The names BSD and Berkeley Software are also worthy of great pride, although they're perhaps not so widely acknowledged as they might be, or should be. Microsoft and Apple both borrowed freely from the UC Berkeley research efforts in the early days, with little to no acknowledgement marketing-wise, while A.T.&T. was still using it's Unix copyright to encumber the efforts of Bill Joy and others to bring BSD to the masses. The lion's share of the code we now call Unix and GNU was designed and first implemented by UC Berkeley. Ken Thompson was just one among many of the Berkeley alumni who were behind what we call Unix today.


----------



## D-FENS (Apr 15, 2019)

I have had some experience with AIX and the system worked quite well. We had however the problem that the software packages were quite outdated. It seemed the vendor did not have enough resources to keep up AIX up to date.
One example would be the C++ compiler xlc that had a hard time to support C++11, where the standard was moving towards C++17. Of course, there is also gcc but the default compiler for AIX comes with the OS itself.
From my experience with FreeBSD, the OS is fairly well updated. It has a very nice community.


----------



## drhowarddrfine (Apr 15, 2019)

ralphbsz said:


> what some Linux distributions have done.

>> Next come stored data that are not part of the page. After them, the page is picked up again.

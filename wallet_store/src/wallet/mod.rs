//! Wallet module: entities, errors and the PostgreSQL repositories.
//!
//! This module implements:
//! - Wallet CRUD, filtered search and aggregates
//! - Soft delete honoured by every read path unless deleted rows are requested
//! - Atomic conditional balance updates that never go negative
//! - Batch creation in a single all-or-nothing transaction
//!
//! ## Example
//!
//! ```no_run
//! use wallet_store::db::{Database, DatabaseConfig, WalletRepository};
//! use wallet_store::wallet::PgWalletRepository;
//! use rust_decimal::Decimal;
//!
//! #[tokio::main]
//! async fn main() -> Result<(), Box<dyn std::error::Error>> {
//!     let db = Database::new(&DatabaseConfig::from_env()?).await?;
//!     let wallets = PgWalletRepository::new(db);
//!
//!     let wallet = wallets.create("Alpha").await?;
//!     wallets.update_balance_if_enough(wallet.id, Decimal::new(10000, 2)).await?;
//!
//!     // 0 rows: would go negative
//!     let updated = wallets
//!         .update_balance_if_enough(wallet.id, Decimal::new(-1_000_000, 0))
//!         .await?;
//!     assert_eq!(updated, 0);
//!
//!     Ok(())
//! }
//! ```

pub mod errors;
pub mod models;
pub mod repository;
pub mod transactions;

pub use errors::{WalletError, WalletResult};
pub use models::{
    SortColumn, Transaction, UnknownSortColumn, Wallet, WalletId, WalletSearch, WalletStats,
};
pub use repository::PgWalletRepository;
pub use transactions::PgTransactionRepository;
//! Idempotent schema setup for the `wallets` and `transactions` tables.
//!
//! Timestamps are naive `timestamp` columns holding UTC wall-clock time, so
//! every default and every `deleted_at` write uses `now() AT TIME ZONE 'utc'`.

use super::{Database, StoreResult};

const CREATE_WALLETS: &str = r#"
CREATE TABLE IF NOT EXISTS wallets (
    id          SERIAL PRIMARY KEY,
    name        VARCHAR(255) NOT NULL,
    balance     NUMERIC(12, 2) NOT NULL DEFAULT 0,
    created_at  TIMESTAMP NOT NULL DEFAULT (NOW() AT TIME ZONE 'utc'),
    deleted_at  TIMESTAMP NULL
)
"#;

const CREATE_TRANSACTIONS: &str = r#"
CREATE TABLE IF NOT EXISTS transactions (
    id          SERIAL PRIMARY KEY,
    wallet_id   INTEGER NOT NULL REFERENCES wallets(id),
    amount      NUMERIC(12, 2) NOT NULL,
    description VARCHAR(255) NULL,
    created_at  TIMESTAMP NOT NULL DEFAULT (NOW() AT TIME ZONE 'utc'),
    deleted_at  TIMESTAMP NULL
)
"#;

// Tables created before soft delete existed lack the column.
const ADD_WALLETS_DELETED_AT: &str =
    "ALTER TABLE wallets ADD COLUMN IF NOT EXISTS deleted_at TIMESTAMP NULL";

const ADD_TRANSACTIONS_DELETED_AT: &str =
    "ALTER TABLE transactions ADD COLUMN IF NOT EXISTS deleted_at TIMESTAMP NULL";

const STATEMENTS: [(&str, &str); 4] = [
    ("create_wallets", CREATE_WALLETS),
    ("create_transactions", CREATE_TRANSACTIONS),
    ("add_wallets_deleted_at", ADD_WALLETS_DELETED_AT),
    ("add_transactions_deleted_at", ADD_TRANSACTIONS_DELETED_AT),
];

/// Create both tables and upgrade older ones, in a single transaction.
///
/// Safe to run any number of times.
pub async fn apply_schema(db: &Database) -> StoreResult<()> {
    let mut tx = db.begin_write().await?;

    for (label, sql) in STATEMENTS {
        db.timed(label, sqlx::query(sql).execute(&mut *tx)).await?;
    }

    db.timed("commit_schema", tx.commit()).await?;
    log::info!("Schema applied");
    Ok(())
}

#[cfg(test)]
mod tests {
    use super::*;

    #[test]
    fn test_statements_are_idempotent() {
        for (label, sql) in STATEMENTS {
            assert!(
                sql.contains("IF NOT EXISTS"),
                "{label} must be safe to re-run"
            );
        }
    }

    #[test]
    fn test_wallets_created_before_transactions() {
        let wallets = STATEMENTS
            .iter()
            .position(|(label, _)| *label == "create_wallets")
            .unwrap();
        let transactions = STATEMENTS
            .iter()
            .position(|(label, _)| *label == "create_transactions")
            .unwrap();
        assert!(wallets < transactions);
    }
}
//! Wallet error types.

use rust_decimal::Decimal;
use thiserror::Error;

use crate::db::StoreError;

/// Wallet errors
#[derive(Debug, Error)]
pub enum WalletError {
    /// Store failure (transient, integrity or other)
    #[error(transparent)]
    Store(#[from] StoreError),

    /// Wallet not found, or soft-deleted
    #[error("Wallet not found: {0}")]
    WalletNotFound(i32),

    /// Applying the delta would make the balance negative
    #[error("Insufficient balance in wallet {wallet_id}: have {available}, need {required}")]
    InsufficientBalance {
        wallet_id: i32,
        available: Decimal,
        required: Decimal,
    },
}

impl From<sqlx::Error> for WalletError {
    fn from(err: sqlx::Error) -> Self {
        WalletError::Store(err.into())
    }
}

impl WalletError {
    /// Whether retrying the operation could succeed
    pub fn is_transient(&self) -> bool {
        matches!(self, WalletError::Store(e) if e.is_transient())
    }

    /// Get a client-safe error message that doesn't leak sensitive information
    ///
    /// Store errors are sanitized to prevent information disclosure about
    /// the internal system structure.
    pub fn client_message(&self) -> String {
        match self {
            WalletError::Store(StoreError::Timeout(_) | StoreError::Transient(_)) => {
                "Service temporarily unavailable".to_string()
            }
            WalletError::Store(StoreError::Integrity { .. }) => "Conflicting data".to_string(),
            WalletError::Store(StoreError::Database(_)) => "Internal server error".to_string(),
            WalletError::WalletNotFound(_) => "Wallet not found".to_string(),
            WalletError::InsufficientBalance { .. } => "Insufficient balance".to_string(),
        }
    }
}

/// Result type for wallet operations
pub type WalletResult<T> = Result<T, WalletError>;

#[cfg(test)]
mod tests {
    use super::*;
    use rust_decimal_macros::dec;
    use std::time::Duration;

    #[test]
    fn test_sqlx_error_goes_through_classifier() {
        let err = WalletError::from(sqlx::Error::PoolTimedOut);
        assert!(matches!(err, WalletError::Store(StoreError::Transient(_))));
        assert!(err.is_transient());
    }

    #[test]
    fn test_client_message_hides_details() {
        let err = WalletError::Store(StoreError::Integrity {
            constraint: Some("transactions_wallet_id_fkey".to_string()),
            message: "secret detail".to_string(),
        });
        assert_eq!(err.client_message(), "Conflicting data");

        let err = WalletError::Store(StoreError::Timeout(Duration::from_secs(5)));
        assert_eq!(err.client_message(), "Service temporarily unavailable");

        let err = WalletError::WalletNotFound(42);
        assert!(!err.client_message().contains("42"));
    }

    #[test]
    fn test_insufficient_balance_display() {
        let err = WalletError::InsufficientBalance {
            wallet_id: 7,
            available: dec!(10.50),
            required: dec!(20.00),
        };
        let msg = err.to_string();
        assert!(msg.contains("10.50"));
        assert!(msg.contains("20.00"));
        assert!(!err.is_transient());
    }
}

Only one Linux distribution has obtained a UNIX cert and that was just a couple of years ago. It's a custom version that, iirc, is also proprietary for one specific super computer and cannot be downloaded, though that I'm not sure of.


----------



## forquare (Apr 15, 2019)

All of this makes me wonder why Apple originally obtained UNIX certification for Mac OS X, and makes me wonder further why they still continue to do so.


----------



## D-FENS (Apr 15, 2019)

For them it's probably low cost. Apple operates with 100-s of billions.


----------



## rigoletto@ (Apr 15, 2019)

forquare said:


> All of this makes me wonder why Apple originally obtained UNIX certification for Mac OS X, and makes me wonder further why they still continue to do so.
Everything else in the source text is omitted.